## [GIVEN DATA]
+--

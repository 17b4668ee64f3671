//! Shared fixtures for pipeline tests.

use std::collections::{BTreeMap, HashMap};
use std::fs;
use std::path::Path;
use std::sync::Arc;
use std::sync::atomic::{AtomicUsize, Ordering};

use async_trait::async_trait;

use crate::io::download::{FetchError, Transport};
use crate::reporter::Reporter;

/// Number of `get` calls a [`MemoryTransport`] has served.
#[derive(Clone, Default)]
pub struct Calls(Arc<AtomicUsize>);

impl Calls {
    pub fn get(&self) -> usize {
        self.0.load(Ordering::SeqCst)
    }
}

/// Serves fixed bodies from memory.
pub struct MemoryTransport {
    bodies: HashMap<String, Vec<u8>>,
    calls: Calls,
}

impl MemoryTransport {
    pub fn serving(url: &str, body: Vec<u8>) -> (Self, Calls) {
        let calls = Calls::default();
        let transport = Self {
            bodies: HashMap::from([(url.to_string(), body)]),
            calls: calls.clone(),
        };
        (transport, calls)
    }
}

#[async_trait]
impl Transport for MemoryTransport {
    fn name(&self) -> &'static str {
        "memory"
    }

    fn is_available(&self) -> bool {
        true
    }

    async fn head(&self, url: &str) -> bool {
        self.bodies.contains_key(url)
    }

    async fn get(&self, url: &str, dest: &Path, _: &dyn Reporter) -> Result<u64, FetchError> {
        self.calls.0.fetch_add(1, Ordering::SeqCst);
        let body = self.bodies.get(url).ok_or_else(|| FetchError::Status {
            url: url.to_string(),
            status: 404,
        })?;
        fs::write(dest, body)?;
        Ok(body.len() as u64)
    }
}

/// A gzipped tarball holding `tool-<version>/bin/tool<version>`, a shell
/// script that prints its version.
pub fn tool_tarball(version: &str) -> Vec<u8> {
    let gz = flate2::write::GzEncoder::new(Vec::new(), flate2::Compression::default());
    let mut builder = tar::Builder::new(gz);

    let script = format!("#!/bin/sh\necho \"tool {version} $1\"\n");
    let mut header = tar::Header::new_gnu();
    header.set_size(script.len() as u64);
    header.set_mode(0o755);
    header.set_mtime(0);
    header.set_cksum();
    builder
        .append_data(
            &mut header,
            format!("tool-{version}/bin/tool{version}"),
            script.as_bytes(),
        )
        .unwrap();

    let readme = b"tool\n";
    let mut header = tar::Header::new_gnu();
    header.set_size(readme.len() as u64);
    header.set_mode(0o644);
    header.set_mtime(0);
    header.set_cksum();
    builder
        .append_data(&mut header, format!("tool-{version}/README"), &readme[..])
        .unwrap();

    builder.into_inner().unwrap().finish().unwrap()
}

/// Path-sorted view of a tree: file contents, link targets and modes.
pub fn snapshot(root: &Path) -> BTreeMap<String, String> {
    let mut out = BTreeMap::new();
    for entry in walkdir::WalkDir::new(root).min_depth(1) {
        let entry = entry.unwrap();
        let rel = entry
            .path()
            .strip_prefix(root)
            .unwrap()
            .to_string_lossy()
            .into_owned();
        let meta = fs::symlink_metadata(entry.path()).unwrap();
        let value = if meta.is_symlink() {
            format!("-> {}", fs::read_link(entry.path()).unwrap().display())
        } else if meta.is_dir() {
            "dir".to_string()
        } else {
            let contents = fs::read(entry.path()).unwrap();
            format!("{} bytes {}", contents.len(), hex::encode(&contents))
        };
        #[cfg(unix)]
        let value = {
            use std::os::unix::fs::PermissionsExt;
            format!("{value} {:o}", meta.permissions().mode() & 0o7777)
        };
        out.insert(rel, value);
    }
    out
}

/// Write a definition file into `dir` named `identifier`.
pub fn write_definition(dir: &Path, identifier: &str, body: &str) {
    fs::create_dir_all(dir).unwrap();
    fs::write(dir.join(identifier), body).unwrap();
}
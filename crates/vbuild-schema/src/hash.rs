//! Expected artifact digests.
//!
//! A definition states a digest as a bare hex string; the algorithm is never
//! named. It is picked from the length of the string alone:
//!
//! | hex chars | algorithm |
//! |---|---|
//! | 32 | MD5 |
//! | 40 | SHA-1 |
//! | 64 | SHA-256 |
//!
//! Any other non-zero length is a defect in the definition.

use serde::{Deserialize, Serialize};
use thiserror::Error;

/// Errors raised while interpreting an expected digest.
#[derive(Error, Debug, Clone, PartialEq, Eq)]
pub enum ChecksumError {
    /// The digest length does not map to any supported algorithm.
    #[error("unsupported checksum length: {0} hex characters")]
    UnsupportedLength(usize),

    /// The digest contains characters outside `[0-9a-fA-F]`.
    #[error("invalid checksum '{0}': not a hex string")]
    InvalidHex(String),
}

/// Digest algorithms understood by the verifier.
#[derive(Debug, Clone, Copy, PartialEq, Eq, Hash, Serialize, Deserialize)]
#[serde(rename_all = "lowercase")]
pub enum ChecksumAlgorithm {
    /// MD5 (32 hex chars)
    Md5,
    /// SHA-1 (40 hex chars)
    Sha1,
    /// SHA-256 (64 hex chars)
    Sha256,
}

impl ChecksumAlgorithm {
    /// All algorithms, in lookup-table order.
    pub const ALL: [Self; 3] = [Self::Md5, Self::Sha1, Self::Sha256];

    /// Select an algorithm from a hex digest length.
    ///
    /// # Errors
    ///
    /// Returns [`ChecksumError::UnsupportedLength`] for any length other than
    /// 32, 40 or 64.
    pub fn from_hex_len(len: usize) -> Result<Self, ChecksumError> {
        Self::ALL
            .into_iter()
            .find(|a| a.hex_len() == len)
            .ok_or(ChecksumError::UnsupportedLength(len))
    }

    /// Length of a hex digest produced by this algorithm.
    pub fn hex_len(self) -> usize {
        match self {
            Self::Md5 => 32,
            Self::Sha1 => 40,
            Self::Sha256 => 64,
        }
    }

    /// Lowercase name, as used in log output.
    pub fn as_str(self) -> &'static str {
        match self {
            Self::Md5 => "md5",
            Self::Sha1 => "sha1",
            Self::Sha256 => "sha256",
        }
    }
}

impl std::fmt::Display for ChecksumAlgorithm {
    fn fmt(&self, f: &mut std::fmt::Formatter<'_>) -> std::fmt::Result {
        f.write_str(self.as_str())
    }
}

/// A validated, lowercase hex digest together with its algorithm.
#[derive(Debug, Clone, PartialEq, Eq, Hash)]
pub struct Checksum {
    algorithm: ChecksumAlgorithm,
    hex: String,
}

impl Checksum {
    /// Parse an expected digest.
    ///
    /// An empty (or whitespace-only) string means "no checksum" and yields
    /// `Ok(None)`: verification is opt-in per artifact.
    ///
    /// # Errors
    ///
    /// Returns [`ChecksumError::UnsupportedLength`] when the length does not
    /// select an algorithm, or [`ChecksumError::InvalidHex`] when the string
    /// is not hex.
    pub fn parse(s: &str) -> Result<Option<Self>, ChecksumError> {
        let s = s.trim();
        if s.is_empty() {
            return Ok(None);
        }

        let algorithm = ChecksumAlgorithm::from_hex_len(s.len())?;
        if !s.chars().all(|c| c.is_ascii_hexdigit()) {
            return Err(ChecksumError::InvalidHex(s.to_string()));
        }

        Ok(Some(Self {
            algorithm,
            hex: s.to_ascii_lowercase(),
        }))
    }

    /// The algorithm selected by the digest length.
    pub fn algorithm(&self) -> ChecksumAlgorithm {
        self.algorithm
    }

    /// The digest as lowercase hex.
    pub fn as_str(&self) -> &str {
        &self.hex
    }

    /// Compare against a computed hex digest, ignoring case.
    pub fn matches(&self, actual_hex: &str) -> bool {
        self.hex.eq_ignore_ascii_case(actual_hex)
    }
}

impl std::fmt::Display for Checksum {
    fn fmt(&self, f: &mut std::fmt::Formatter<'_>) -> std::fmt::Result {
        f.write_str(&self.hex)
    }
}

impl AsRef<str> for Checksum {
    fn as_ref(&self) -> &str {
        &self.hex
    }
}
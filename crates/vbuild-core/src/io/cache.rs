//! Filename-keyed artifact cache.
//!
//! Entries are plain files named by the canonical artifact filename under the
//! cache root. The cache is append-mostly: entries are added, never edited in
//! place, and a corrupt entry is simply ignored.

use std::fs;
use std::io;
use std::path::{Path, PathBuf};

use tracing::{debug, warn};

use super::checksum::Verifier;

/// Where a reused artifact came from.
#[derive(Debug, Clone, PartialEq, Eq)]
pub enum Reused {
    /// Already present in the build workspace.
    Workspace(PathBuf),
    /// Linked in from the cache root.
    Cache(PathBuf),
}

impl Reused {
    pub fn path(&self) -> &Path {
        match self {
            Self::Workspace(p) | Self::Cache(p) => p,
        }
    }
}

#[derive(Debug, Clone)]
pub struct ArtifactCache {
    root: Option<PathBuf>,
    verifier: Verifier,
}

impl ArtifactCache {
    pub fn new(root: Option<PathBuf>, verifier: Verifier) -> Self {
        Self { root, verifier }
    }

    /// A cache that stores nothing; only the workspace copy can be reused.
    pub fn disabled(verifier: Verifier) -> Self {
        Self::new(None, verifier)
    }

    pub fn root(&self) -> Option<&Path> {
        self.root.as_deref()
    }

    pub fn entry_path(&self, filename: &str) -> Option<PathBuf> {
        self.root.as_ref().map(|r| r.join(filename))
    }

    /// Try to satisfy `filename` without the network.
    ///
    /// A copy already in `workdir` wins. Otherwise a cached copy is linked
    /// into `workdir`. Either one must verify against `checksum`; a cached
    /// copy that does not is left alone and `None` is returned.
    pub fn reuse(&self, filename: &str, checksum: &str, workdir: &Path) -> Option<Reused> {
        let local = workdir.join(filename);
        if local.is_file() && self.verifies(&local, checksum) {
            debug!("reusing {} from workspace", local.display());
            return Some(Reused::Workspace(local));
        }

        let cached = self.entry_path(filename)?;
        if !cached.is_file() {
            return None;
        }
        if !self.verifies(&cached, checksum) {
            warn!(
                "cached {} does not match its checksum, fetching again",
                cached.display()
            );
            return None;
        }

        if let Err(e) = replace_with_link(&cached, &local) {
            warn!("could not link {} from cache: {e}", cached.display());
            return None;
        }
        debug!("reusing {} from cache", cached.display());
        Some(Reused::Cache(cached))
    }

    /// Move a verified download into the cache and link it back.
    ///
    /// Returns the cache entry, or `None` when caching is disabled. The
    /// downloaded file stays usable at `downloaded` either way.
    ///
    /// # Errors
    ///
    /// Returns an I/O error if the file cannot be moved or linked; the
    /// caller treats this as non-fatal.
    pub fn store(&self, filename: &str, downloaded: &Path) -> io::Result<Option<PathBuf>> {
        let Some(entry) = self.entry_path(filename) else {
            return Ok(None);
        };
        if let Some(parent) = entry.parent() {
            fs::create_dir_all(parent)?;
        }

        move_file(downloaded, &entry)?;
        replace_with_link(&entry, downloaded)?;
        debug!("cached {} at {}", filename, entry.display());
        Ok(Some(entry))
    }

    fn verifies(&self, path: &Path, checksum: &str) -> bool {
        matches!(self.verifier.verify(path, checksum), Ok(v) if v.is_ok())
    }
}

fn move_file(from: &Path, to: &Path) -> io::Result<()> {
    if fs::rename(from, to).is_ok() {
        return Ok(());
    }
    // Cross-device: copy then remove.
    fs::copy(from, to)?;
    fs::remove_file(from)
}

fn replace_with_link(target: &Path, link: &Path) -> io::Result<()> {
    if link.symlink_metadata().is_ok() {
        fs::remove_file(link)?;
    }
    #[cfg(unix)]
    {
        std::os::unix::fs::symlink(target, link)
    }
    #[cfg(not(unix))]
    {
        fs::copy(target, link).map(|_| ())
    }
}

+--

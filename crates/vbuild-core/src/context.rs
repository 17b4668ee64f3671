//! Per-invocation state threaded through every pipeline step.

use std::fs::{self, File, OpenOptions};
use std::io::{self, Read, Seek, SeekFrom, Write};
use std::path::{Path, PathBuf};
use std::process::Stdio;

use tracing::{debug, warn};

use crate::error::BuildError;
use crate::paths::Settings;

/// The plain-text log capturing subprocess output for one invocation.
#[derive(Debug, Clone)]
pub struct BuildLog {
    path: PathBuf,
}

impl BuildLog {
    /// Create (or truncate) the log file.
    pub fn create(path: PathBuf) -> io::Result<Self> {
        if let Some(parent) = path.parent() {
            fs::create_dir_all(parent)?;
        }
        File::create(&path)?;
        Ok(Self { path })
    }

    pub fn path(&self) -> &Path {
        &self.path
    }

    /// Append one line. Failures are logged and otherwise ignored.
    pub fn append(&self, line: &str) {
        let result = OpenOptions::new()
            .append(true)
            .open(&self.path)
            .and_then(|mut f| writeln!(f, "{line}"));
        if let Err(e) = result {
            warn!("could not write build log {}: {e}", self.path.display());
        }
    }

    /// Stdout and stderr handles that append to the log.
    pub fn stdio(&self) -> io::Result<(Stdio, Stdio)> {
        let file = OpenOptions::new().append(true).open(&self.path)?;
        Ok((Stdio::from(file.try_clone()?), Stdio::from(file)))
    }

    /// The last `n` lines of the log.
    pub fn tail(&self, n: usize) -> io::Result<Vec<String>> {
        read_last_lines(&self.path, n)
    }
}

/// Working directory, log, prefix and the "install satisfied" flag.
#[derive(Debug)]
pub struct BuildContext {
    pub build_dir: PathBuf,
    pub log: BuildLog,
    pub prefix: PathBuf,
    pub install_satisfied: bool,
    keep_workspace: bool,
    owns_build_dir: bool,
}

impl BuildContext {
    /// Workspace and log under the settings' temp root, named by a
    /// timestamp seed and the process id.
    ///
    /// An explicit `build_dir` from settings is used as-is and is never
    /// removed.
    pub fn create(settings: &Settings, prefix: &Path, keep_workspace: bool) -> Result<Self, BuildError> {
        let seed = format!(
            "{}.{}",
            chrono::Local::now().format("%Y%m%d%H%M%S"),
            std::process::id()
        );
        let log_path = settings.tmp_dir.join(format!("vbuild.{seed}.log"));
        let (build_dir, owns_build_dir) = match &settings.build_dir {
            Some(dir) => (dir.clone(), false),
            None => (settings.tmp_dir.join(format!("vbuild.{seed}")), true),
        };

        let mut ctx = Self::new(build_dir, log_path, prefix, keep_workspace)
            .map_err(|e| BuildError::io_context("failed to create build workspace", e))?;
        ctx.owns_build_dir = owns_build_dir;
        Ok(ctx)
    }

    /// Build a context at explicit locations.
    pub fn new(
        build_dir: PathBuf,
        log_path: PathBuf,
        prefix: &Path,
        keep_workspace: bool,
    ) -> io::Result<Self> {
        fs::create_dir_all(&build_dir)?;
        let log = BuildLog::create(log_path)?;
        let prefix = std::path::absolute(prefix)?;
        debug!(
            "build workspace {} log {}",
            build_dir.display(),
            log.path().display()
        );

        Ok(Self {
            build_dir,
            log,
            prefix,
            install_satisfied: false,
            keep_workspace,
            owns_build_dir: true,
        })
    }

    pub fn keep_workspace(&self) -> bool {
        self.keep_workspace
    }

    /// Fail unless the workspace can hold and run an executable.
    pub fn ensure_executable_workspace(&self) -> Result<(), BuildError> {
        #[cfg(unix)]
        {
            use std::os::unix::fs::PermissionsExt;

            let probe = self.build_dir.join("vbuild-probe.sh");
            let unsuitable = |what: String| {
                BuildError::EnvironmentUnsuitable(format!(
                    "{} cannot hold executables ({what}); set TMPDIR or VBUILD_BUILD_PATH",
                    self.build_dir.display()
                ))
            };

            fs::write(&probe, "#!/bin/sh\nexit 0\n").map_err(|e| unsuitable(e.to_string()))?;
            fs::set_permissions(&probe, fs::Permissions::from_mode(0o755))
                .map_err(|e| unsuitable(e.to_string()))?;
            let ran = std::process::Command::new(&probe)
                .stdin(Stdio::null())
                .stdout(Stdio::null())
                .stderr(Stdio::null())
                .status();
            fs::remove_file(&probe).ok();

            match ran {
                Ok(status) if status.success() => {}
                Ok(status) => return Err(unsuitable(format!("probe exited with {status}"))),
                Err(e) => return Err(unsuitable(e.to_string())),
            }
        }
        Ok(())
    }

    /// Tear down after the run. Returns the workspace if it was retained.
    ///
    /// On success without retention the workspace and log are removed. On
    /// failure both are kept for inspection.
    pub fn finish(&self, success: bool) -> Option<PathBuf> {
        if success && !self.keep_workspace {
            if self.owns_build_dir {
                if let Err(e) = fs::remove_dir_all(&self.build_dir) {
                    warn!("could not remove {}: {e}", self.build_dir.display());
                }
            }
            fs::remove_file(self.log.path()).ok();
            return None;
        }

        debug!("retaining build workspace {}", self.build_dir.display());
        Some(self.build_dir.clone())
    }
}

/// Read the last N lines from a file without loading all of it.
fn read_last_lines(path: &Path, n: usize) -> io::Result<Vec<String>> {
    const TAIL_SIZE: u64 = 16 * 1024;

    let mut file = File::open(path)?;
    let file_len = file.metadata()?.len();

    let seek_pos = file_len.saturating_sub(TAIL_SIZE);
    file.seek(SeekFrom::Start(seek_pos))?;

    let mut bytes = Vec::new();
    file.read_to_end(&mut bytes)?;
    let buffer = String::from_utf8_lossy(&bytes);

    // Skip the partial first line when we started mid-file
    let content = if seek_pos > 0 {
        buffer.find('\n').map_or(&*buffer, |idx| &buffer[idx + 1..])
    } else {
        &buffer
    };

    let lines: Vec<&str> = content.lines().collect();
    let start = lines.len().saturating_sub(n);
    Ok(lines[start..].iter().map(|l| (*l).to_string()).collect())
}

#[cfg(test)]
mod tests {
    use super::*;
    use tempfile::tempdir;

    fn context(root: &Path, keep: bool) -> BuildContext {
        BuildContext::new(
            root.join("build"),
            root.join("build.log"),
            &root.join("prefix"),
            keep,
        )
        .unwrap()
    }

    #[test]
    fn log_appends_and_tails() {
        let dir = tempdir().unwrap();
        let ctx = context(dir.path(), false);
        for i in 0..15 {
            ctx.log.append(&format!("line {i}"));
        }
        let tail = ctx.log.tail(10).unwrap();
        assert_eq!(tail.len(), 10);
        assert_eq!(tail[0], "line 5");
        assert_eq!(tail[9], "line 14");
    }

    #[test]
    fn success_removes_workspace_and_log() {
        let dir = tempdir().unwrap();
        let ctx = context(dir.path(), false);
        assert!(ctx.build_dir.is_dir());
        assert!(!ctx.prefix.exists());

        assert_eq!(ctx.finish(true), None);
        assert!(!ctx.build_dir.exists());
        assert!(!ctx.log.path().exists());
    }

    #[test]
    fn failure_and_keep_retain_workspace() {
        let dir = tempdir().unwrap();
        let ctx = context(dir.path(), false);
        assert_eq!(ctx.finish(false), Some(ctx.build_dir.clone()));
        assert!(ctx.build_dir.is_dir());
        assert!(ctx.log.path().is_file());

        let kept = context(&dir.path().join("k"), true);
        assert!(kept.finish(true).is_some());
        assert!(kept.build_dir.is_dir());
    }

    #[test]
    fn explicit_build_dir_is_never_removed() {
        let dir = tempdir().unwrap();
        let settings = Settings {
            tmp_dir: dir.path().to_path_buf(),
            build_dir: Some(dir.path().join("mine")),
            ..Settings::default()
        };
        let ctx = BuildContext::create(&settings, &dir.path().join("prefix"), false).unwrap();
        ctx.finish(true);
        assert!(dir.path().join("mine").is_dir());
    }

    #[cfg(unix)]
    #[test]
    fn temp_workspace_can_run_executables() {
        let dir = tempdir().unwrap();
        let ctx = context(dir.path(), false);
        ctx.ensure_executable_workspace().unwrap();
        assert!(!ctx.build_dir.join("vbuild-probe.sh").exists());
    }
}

+--

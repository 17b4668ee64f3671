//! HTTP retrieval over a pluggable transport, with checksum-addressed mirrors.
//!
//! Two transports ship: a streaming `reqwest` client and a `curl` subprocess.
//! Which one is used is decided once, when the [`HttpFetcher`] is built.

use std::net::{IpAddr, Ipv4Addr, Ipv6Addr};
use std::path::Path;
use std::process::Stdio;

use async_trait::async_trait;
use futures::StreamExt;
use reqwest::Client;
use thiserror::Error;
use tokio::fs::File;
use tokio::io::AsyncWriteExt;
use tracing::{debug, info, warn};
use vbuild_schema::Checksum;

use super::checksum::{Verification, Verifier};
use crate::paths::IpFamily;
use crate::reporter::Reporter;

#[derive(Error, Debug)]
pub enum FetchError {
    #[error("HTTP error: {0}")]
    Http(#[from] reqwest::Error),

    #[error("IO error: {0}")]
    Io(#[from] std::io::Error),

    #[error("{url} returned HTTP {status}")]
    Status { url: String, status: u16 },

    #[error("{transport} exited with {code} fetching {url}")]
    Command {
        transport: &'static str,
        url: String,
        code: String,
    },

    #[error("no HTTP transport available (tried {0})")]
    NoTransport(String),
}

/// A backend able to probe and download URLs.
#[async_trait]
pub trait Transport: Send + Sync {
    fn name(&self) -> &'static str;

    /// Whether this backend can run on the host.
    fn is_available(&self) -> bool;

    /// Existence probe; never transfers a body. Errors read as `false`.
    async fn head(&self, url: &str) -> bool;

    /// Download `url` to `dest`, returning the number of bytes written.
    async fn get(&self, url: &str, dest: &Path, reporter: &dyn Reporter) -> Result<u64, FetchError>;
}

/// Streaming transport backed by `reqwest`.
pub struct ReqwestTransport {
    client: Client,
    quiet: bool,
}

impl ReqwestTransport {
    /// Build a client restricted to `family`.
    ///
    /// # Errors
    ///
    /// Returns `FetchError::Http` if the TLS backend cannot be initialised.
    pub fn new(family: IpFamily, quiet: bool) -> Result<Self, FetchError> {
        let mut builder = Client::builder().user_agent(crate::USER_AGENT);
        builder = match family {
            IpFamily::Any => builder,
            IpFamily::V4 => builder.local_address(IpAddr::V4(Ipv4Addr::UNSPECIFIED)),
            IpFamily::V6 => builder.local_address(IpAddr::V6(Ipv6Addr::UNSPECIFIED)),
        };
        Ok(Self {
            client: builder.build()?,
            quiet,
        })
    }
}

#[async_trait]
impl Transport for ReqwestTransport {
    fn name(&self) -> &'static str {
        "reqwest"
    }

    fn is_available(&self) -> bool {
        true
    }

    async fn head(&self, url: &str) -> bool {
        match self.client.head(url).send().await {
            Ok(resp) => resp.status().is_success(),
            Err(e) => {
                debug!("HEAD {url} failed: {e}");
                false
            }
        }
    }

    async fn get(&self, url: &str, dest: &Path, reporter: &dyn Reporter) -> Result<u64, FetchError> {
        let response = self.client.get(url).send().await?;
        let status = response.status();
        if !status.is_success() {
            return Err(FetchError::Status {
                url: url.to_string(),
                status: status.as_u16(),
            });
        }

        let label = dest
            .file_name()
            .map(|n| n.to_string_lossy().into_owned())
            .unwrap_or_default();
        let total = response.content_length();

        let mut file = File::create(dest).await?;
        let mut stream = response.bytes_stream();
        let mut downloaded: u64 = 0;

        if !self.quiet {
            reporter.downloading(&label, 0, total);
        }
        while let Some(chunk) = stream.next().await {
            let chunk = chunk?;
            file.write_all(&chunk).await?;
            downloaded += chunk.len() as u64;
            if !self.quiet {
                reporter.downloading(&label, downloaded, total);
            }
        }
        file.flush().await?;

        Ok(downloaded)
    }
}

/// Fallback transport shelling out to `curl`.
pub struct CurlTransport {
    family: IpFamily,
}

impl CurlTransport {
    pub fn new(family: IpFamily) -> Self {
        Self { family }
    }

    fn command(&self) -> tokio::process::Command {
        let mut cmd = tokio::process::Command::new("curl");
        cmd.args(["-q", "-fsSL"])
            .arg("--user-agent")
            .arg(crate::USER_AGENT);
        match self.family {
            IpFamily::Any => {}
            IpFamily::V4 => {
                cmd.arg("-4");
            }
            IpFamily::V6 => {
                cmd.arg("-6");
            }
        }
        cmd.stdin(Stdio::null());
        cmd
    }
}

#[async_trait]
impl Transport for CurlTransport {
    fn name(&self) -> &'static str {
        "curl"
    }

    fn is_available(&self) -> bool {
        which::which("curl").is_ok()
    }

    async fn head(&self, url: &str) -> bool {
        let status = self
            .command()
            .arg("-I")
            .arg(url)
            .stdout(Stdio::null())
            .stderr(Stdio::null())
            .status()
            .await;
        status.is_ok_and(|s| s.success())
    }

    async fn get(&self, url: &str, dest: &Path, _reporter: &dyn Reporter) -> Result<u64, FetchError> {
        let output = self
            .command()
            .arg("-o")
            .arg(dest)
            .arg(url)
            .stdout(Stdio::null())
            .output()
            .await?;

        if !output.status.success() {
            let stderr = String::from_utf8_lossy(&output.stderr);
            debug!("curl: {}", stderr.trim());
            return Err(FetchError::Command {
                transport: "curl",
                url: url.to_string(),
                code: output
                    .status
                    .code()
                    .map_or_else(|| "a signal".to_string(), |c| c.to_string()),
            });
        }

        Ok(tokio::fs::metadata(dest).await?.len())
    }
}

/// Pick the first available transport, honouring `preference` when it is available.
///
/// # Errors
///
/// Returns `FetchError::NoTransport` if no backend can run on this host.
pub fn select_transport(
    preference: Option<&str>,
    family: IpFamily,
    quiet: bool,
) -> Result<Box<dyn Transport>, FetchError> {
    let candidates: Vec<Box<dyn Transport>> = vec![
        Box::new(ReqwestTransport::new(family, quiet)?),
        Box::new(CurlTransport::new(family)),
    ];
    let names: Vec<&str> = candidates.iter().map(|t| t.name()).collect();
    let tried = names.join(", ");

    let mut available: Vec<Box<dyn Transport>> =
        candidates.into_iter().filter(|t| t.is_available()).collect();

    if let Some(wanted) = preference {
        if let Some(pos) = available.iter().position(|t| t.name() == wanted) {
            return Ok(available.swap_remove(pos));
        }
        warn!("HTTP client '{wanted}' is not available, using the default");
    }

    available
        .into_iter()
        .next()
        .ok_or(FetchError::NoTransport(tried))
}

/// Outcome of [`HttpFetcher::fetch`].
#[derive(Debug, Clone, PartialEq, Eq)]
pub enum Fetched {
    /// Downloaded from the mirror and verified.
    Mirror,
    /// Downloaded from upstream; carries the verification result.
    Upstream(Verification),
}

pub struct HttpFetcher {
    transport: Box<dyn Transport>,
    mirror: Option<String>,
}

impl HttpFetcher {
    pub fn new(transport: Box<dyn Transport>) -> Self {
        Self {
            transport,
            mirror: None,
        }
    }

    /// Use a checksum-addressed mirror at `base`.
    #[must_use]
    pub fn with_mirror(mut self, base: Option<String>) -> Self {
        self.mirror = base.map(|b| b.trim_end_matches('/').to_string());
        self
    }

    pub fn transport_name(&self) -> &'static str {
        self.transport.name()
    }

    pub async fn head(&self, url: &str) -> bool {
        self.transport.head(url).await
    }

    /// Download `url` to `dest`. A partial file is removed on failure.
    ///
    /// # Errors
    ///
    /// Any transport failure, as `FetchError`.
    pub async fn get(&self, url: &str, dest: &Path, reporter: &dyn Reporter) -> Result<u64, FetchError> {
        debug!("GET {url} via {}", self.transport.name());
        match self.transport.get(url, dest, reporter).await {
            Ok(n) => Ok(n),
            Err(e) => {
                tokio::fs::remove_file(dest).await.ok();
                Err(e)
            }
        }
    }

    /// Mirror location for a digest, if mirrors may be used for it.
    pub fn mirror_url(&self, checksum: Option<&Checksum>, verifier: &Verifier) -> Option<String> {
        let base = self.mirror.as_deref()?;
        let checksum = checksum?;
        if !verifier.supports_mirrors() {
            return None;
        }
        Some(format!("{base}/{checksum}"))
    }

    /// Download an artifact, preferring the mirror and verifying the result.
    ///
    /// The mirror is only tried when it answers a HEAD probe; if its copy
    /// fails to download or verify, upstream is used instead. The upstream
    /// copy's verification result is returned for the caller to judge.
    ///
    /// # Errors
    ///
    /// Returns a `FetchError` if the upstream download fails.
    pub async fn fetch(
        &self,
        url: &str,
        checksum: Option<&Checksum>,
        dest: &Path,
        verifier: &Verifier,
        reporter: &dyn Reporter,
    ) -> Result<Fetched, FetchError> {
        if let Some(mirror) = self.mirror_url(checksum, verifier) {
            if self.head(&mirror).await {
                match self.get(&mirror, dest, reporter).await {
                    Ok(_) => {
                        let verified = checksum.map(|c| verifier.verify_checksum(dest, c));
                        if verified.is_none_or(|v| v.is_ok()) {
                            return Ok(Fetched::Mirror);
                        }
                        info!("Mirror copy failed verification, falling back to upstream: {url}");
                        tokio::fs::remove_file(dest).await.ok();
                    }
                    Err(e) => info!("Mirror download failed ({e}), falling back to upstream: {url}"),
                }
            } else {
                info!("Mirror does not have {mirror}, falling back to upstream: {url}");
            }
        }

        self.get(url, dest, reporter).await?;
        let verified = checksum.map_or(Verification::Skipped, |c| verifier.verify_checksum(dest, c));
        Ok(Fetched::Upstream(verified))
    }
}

+--

## [DIRECTIONS]
Every line in the entries that contains the word "serde" should be counted, and the total stated alone.

## [RESPONSE TO THE TASK]
2